Filed in Featured by on July 31, 2019

I’m a News-Journal subscriber. Some times, many times, in fact, I’ve asked myself why.  But there’s a brilliant piece, the kickoff piece of reporting, by Xerxes Wilson, in today’s paper about the inequities of how property taxes are assessed in Delaware. It’s subscriber-only, and worth getting a subscription for. A brief excerpt may whet your appetite:

It is a systemic issue stemming from the fact that Delaware’s three counties haven’t updated the property values used for taxing purposes in some four decades. 

It has led to a situation where some residents – often those with the most valuable homes – are taxed pennies on every dollar of their home’s actual worth, while others pay taxes based on closer to the full value of their property. 

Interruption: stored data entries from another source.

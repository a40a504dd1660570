use thiserror::Error;

/// Failure of a single round trip to the employee resource.
#[derive(Debug, Error)]
pub enum TransportError {
    #[error("HTTP error. Status: {status}")]
    Status { status: u16 },
    #[error("{0}")]
    Request(#[from] reqwest::Error),
    #[error("invalid {name} header value: {reason}")]
    InvalidHeader { name: &'static str, reason: String },
}

impl TransportError {
    pub fn status(&self) -> Option<u16> {
        match self {
            Self::Status { status } => Some(*status),
            Self::Request(err) => err.status().map(|status| status.as_u16()),
            Self::InvalidHeader { .. } => None,
        }
    }
}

It produces head-scratching comparisons like this throughout Delaware: From the oceanfront beach mansions to the rural expanses of Sussex County and from northern New Castle County’s Chateau Country down to blighted streets in Wilmington.

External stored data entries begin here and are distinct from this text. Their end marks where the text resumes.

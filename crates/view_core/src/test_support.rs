//! In-memory collaborators shared by the controller and shell tests.

use std::{
    collections::{HashMap, VecDeque},
    sync::{Arc, Mutex},
};

use async_trait::async_trait;
use chrono::{TimeZone, Utc};
use client_core::{EmployeeService, TransportError};
use shared::domain::{Employee, EmployeeStatus, PersonId};

use crate::dialog::{Dialog, DialogHost, DialogKind, DialogOutcome};

#[derive(Debug, Clone, Copy, PartialEq, Eq, Hash)]
pub(crate) enum Op {
    GetAll,
    GetByKey,
    Create,
    Update,
    Delete,
}

#[derive(Debug, Clone, PartialEq, Eq)]
pub(crate) enum Call {
    GetAll,
    GetByKey(PersonId),
    Create(Employee),
    Update(Employee),
    Delete(PersonId),
}

#[derive(Default)]
struct FakeState {
    records: Vec<Employee>,
    failures: HashMap<Op, VecDeque<u16>>,
    calls: Vec<Call>,
}

#[derive(Default)]
pub(crate) struct FakeEmployeeService {
    state: Mutex<FakeState>,
}

impl FakeEmployeeService {
    pub(crate) fn with_records(records: Vec<Employee>) -> Arc<Self> {
        let service = Self::default();
        service.state.lock().unwrap().records = records;
        Arc::new(service)
    }

    /// The next call of `op` fails with `status`.
    pub(crate) fn fail_next(&self, op: Op, status: u16) {
        self.state
            .lock()
            .unwrap()
            .failures
            .entry(op)
            .or_default()
            .push_back(status);
    }

    pub(crate) fn calls(&self) -> Vec<Call> {
        self.state.lock().unwrap().calls.clone()
    }

    pub(crate) fn count(&self, op: Op) -> usize {
        self.calls()
            .iter()
            .filter(|call| {
                matches!(
                    (op, call),
                    (Op::GetAll, Call::GetAll)
                        | (Op::GetByKey, Call::GetByKey(_))
                        | (Op::Create, Call::Create(_))
                        | (Op::Update, Call::Update(_))
                        | (Op::Delete, Call::Delete(_))
                )
            })
            .count()
    }

    pub(crate) fn records(&self) -> Vec<Employee> {
        self.state.lock().unwrap().records.clone()
    }

    fn begin(&self, op: Op, call: Call) -> Result<std::sync::MutexGuard<'_, FakeState>, TransportError> {
        let mut state = self.state.lock().unwrap();
        state.calls.push(call);
        if let Some(status) = state.failures.get_mut(&op).and_then(VecDeque::pop_front) {
            return Err(TransportError::Status { status });
        }
        Ok(state)
    }
}

#[async_trait]
impl EmployeeService for FakeEmployeeService {
    async fn get_all(&self) -> Result<Vec<Employee>, TransportError> {
        let state = self.begin(Op::GetAll, Call::GetAll)?;
        Ok(state.records.clone())
    }

    async fn get_by_key(&self, id: &PersonId) -> Result<Employee, TransportError> {
        let state = self.begin(Op::GetByKey, Call::GetByKey(id.clone()))?;
        state
            .records
            .iter()
            .find(|employee| &employee.person_id == id)
            .cloned()
            .ok_or(TransportError::Status { status: 404 })
    }

    async fn create(&self, employee: &Employee) -> Result<Employee, TransportError> {
        let mut state = self.begin(Op::Create, Call::Create(employee.clone()))?;
        state.records.push(employee.clone());
        Ok(employee.clone())
    }

    async fn update(&self, employee: &Employee) -> Result<Employee, TransportError> {
        let mut state = self.begin(Op::Update, Call::Update(employee.clone()))?;
        let slot = state
            .records
            .iter_mut()
            .find(|existing| existing.person_id == employee.person_id)
            .ok_or(TransportError::Status { status: 404 })?;
        *slot = employee.clone();
        Ok(employee.clone())
    }

    async fn delete(&self, id: &PersonId) -> Result<(), TransportError> {
        let mut state = self.begin(Op::Delete, Call::Delete(id.clone()))?;
        state.records.retain(|employee| &employee.person_id != id);
        Ok(())
    }
}

/// Answers dialogs from a script and remembers everything it was shown.
#[derive(Default)]
pub(crate) struct ScriptedDialogs {
    answers: Mutex<VecDeque<DialogOutcome>>,
    shown: Mutex<Vec<Dialog>>,
}

impl ScriptedDialogs {
    pub(crate) fn new() -> Arc<Self> {
        Arc::new(Self::default())
    }

    pub(crate) fn answering(answers: impl IntoIterator<Item = DialogOutcome>) -> Arc<Self> {
        let dialogs = Self::default();
        dialogs.answers.lock().unwrap().extend(answers);
        Arc::new(dialogs)
    }

    pub(crate) fn shown(&self) -> Vec<Dialog> {
        self.shown.lock().unwrap().clone()
    }

    pub(crate) fn shown_of(&self, kind: DialogKind) -> Vec<String> {
        self.shown()
            .into_iter()
            .filter(|dialog| dialog.kind == kind)
            .map(|dialog| dialog.message)
            .collect()
    }
}

#[async_trait]
impl DialogHost for ScriptedDialogs {
    async fn present(&self, dialog: Dialog) -> DialogOutcome {
        let kind = dialog.kind;
        self.shown.lock().unwrap().push(dialog);
        self.answers
            .lock()
            .unwrap()
            .pop_front()
            .unwrap_or_else(|| kind.dismissed_outcome())
    }
}

pub(crate) fn employee(id: &str, first: &str, last: &str, status: EmployeeStatus) -> Employee {
    let stamped = Utc.with_ymd_and_hms(2020, 1, 15, 9, 0, 0).unwrap();
    Employee {
        person_id: PersonId::new(id),
        first_name: first.to_string(),
        last_name: last.to_string(),
        ssn: "111-11-1111".to_string(),
        employee_no: format!("E-{id}"),
        employment_start_date: stamped,
        employment_end_date: None,
        status,
        last_updated_by: "seed".to_string(),
        last_updated_date: stamped,
    }
}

These disparities exist among new and old homes, from town to town, neighborhood to neighborhood and in some cases block to block. 

Critics say it has created a taxing system that gifts a hidden tax break to the wealthy, a break paid for by the relatively property poor. If you believe one’s tax bill should rise parallel with their property wealth, it is an unfair situation. 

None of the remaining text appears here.